The Trustees decree that "no other report or interpretation" of the divestment decision aside from their own is valid hasn’t exactly nixed SJP’s ardor. The group maintains that in the eight months prior to the February 7 decision, only the six Israel-related companies they fingered were in the frame. The other companies, SJP says, were hastily added in a bid to prevent the decision being described as divestment from Israel.

Hampshire’s Trustees have not directly responded to this particular charge. Yet this interesting morsel tucked into the middle of a JTA report, if correct, rather punctures the SJP’s spin on events: "Three of the six companies failed a screen for socially responsible investing based on their sales of military equipment, employee safety record and other violations, according to a spokesman. Two of the companies named by the student group – Motorola and Terex – passed the screen, the spokesman said. A sixth company, United Technologies, was unlisted."
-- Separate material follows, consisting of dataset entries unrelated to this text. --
//! Grid geometry for point extraction.
//!
//! - [`LambertConformal`]: cell coordinates for HRRR-style Lambert grids
//! - [`GridFingerprint`]: identity of a concrete cell geometry
//! - [`GridIndex`]: kd-tree nearest-neighbour search over grid cells

pub mod fingerprint;
pub mod lambert;
pub mod spatial;

pub use fingerprint::GridFingerprint;
pub use lambert::{wrap_longitude, LambertConformal, LambertParams};
pub use spatial::{GridIndex, Neighbor, EARTH_RADIUS_KM};

use thiserror::Error;

/// Errors raised while building grid geometry.
#[derive(Error, Debug, Clone, PartialEq)]
pub enum ProjectionError {
    #[error("coordinate arrays do not match grid shape: expected {expected} cells, got {lats} latitudes and {lons} longitudes")]
    ShapeMismatch {
        expected: usize,
        lats: usize,
        lons: usize,
    },

    #[error("grid has no cells with finite coordinates")]
    EmptyGrid,

    #[error("index construction aborted: {0}")]
    Aborted(String),
}

pub type Result<T> = std::result::Result<T, ProjectionError>;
One could spend days going through the inconsistencies in each side’s position. Why, for example, did the Trustees, in their statement of clarification, namecheck SJP and its antics if the group had nothing to do with the decision on the mutual fund? Why did they not just announce a review of the mutual fund in line with the ethical investment guidelines? What on earth does SJP mean when it calls for divestment to include "Palestinian organizations or groups" involved in targeting civilians? And why, then, does it only mention by name those companies with a stake in Israel? Come to think of it, when SJP talks about the goal of an "end of the occupation as defined by UN resolutions," without specifying which resolutions, are they not tempting even the most ardent advocate of student involvement in the design of higher education to scream, "get back in the f**king classroom!?"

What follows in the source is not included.